June 14th, 2021
Image sourced by unsplash.com
One of the biggest problems in the data economy is that individuals and communities that produce the data which fuels the economy are unable to draw sufficient value from their own resources, labour, and identity. Instead, they are trapped in inconvenient and often exploitative relationships with technology platforms and the government. Individuals and communities are often forced to part with personal data which is sold and traded for the financial benefit of a few.
Community control through data stewards
This growing commodification of data and related exploitation by tech platforms has given rise to new data intermediaries that are working on two foundational premises. First, it is imperative to think individuals and communities have rights over the value generated by data. Second, people need to be empowered to control their data better so that they can benefit from data value. Based on these assertions, several businesses that create the infrastructure for people to control, manage and monetise their personal data have popped up. These are intermediaries between data collectors, the user, and data buyers. Enterprises such as Digi.me play this intermediary role and make it possible for users to aggregate their data from different sources and share data with businesses and governments in return for better services, more convenience, personalised experiences and monetisation. Similarly, Datacoup allows individuals, based on personal preferences and a blockchain-enabled app, to earn cash, discounts, and cryptocurrency in exchange for their data. Streamr, an ecosystem enabler, helps enterprises create data unions that allow people to anonymise, pool and share their data in return for periodic payouts. These intermediaries, or data stewards, are able to return value back to the users, and make data more accessible for use by businesses, governments for both public and private value creation. Data value is distilled to financial returns as other values from data – personal, public – are hard to quantify.
The social value of data, and incentives to monetise it
The frameworks of data ownership and monetisation that anchor this approach need further thinking. The question of data value is especially complex as data holds an element of social value, where individual data can be used to understand the behaviours of groups and vice versa. Further, value cannot be distilled solely into monetary value as done by many of the models – the value may be public, community-centred, or personal, and adding commercials to it might lead to perverse incentives for both the users who may forgo their data rights in turn for money, and for intermediaries who will be able to side-step user and community interests to further their own, for a small price. There is a related, and valid concern that vulnerable groups may be more willing to share their data given the monetary benefits, and compromise their privacy in an already exploitative data economy. Given that data value is entirely subjective, it is also likely that the information of certain groups and individuals is likely to be compensated for more than others such individuals or communities more likely to spend on e-commerce platforms. Given these complications, it is naive to assume that especially individuals but also groups, have the space to make rational, privacy-preserving decisions with regard to their data. It is also unfair to burden users with these decisions, as data should be viewed through the prism of rights and not compensation.
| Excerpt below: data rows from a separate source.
// SPDX-License-Identifier: Apache-2.0
// Copyright (c) 2025 Polyframe Inc.

//! Sculptor configuration system
//!
//! Precedence, lowest first: built-in defaults, `sculptor.toml`, `SCULPTOR_*`
//! environment variables, command-line flags.

use crate::batch::BatchOptions;
use crate::io::ExportFormat;
use crate::recipes::{Recipe, RecipeInputs};
use anyhow::{Context, Result};
use serde::{Deserialize, Serialize};
use std::path::{Path, PathBuf};

pub const DEFAULT_CONFIG_FILE: &str = "sculptor.toml";

/// Batch generation settings
#[derive(Debug, Clone, PartialEq, Serialize, Deserialize)]
#[serde(default)]
pub struct SculptorConfig {
    /// Directory assets and manifests are written to
    pub output_dir: PathBuf,
    /// Base seed; asset `i` uses `seed + i`
    pub seed: u64,
    /// Assets per run
    pub count: usize,
    /// Export format, overriding the recipe's choice
    pub format: Option<ExportFormat>,
    /// Format to retry with when the primary export fails
    pub fallback: Option<ExportFormat>,
    /// Greyscale image for relief recipes
    pub height_map: PathBuf,
    /// Texture referenced by asteroid materials
    pub asteroid_texture: Option<PathBuf>,
    /// Pipelines abort when a pass leaves fewer vertices
    pub min_vertices: usize,
    pub verbose: bool,
}

impl Default for SculptorConfig {
    fn default() -> Self {
        let inputs = RecipeInputs::default();
        Self {
            output_dir: PathBuf::from("output"),
            seed: 0,
            count: 8,
            format: None,
            fallback: None,
            height_map: inputs.height_map,
            asteroid_texture: inputs.asteroid_texture,
            min_vertices: 1,
            verbose: false,
        }
    }
}

impl SculptorConfig {
    /// Load configuration from file
    pub fn from_file(path: impl AsRef<Path>) -> Result<Self> {
        let content = std::fs::read_to_string(path.as_ref())
            .with_context(|| format!("Failed to read config file: {:?}", path.as_ref()))?;
        let config: SculptorConfig = toml::from_str(&content)
            .with_context(|| format!("Failed to parse config file: {:?}", path.as_ref()))?;
        Ok(config)
    }

    /// Load `path` (or `sculptor.toml` when present) and apply environment overrides
    pub fn load(path: Option<&Path>) -> Result<Self> {
        let mut config = match path {
            Some(path) => Self::from_file(path)?,
            None if Path::new(DEFAULT_CONFIG_FILE).exists() => {
                Self::from_file(DEFAULT_CONFIG_FILE)?
            }
            None => Self::default(),
        };

        config.apply_env(|key| std::env::var(key).ok())?;
        Ok(config)
    }

    /// Apply `SCULPTOR_*` overrides read through `lookup`
    pub fn apply_env(&mut self, lookup: impl Fn(&str) -> Option<String>) -> Result<()> {
        if let Some(output_dir) = lookup("SCULPTOR_OUTPUT_DIR") {
            self.output_dir = PathBuf::from(output_dir);
        }

        if let Some(seed) = lookup("SCULPTOR_SEED") {
            self.seed = seed
                .parse()
                .with_context(|| format!("SCULPTOR_SEED is not an integer: {:?}", seed))?;
        }

        if let Some(count) = lookup("SCULPTOR_COUNT") {
            self.count = count
                .parse()
                .with_context(|| format!("SCULPTOR_COUNT is not an integer: {:?}", count))?;
        }

        if let Some(verbose) = lookup("SCULPTOR_VERBOSE") {
            self.verbose = matches!(verbose.to_ascii_lowercase().as_str(), "1" | "true" | "yes");
        }

        Ok(())
    }

    /// Save configuration to file
    pub fn save(&self, path: impl AsRef<Path>) -> Result<()> {
        let content = toml::to_string_pretty(self).context("Failed to serialize config")?;
        std::fs::write(path.as_ref(), content)
            .with_context(|| format!("Failed to write config file: {:?}", path.as_ref()))?;
        Ok(())
    }

    pub fn recipe_inputs(&self) -> RecipeInputs {
        RecipeInputs {
            height_map: self.height_map.clone(),
            asteroid_texture: self.asteroid_texture.clone(),
        }
    }

    pub fn batch_options(&self, recipe: Recipe) -> BatchOptions {
        BatchOptions {
            recipe,
            count: self.count,
            seed: self.seed,
            output_dir: self.output_dir.clone(),
            format: self.format,
            fallback: self.fallback,
            min_vertices: self.min_vertices,
            inputs: self.recipe_inputs(),
            show_progress: false,
        }
    }
}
This is not to say that data intermediaries are not required – they are especially important to give greater agency to individuals and communities and ensure that the rights of privacy and data protection are safeguarded. The role of the intermediary, however, cannot be limited to merely facilitate data access in return for monetisation and must be focused on collective bargaining and negotiating on data rights. Data intermediaries must provide alternative governance mechanisms that allow users greater decision-making on how their data is being used, and for what purposes, they should ensure greater transparency and accountability, and not just serve as a technical gateway for the further commodification of personal data.
Need for sustainability, scale, and the role of membership
There are, however, certain concerns about the sustainability of data intermediaries that seek to empower individuals and communities, as data monetisation can be an effective mechanism to fund the efforts of an intermediary. This opens up a critical question on ethical revenue models of data intermediaries and how governance mechanisms can be structured to always be anchored in data rights. In an ideal scenario, and this is possible over the next 5-8 years, data intermediaries are entirely driven by membership where users, recognising the benefits of an intermediary’s services, pay a membership fee and in return receive assistance and advisory services on navigating the data economy better. Data cooperatives like Driver’s Seat, MiData are especially primed for this model. In this scenario, in the case of monetisation, the intermediary will not be a part of the transaction and be able to negotiate in the users’ best interests. However, scale is critical for membership-based models to be viable, which is currently a struggle. The role of intermediaries is still fairly new, and their contribution is not well-understood, therefore, in the short term, intermediaries may have to go down the monetisation route to sustain their functioning. However, all data related transactions must be transparent to and approved by the members/user. Mechanisms for granular consent, accountability, data minimisation etc must exist such that user well-being is prioritised irrespective of the value of transactions. Further, the role of the intermediaries must be redefined to ensure that safeguarding user interests is made a primary purpose and not just data commercialisation.
Conclusion
Fundamentally, in the current debates, data empowerment is wrongly equated with data monetisation, to give people the power over their data cannot mean to give them the infrastructure to sell their data. Data empowerment means methods of actualising data rights, exercising greater agency, ensure transparency and accountability, and making sure that user data is not being extracted for the profits of a few while exploiting and manipulating user behaviour. The monetisation of data can be a part of this journey to data rights, a way to ensure the sustainability of models that help challenge and renegotiate power dynamics in the data economy but it cannot be an end in itself.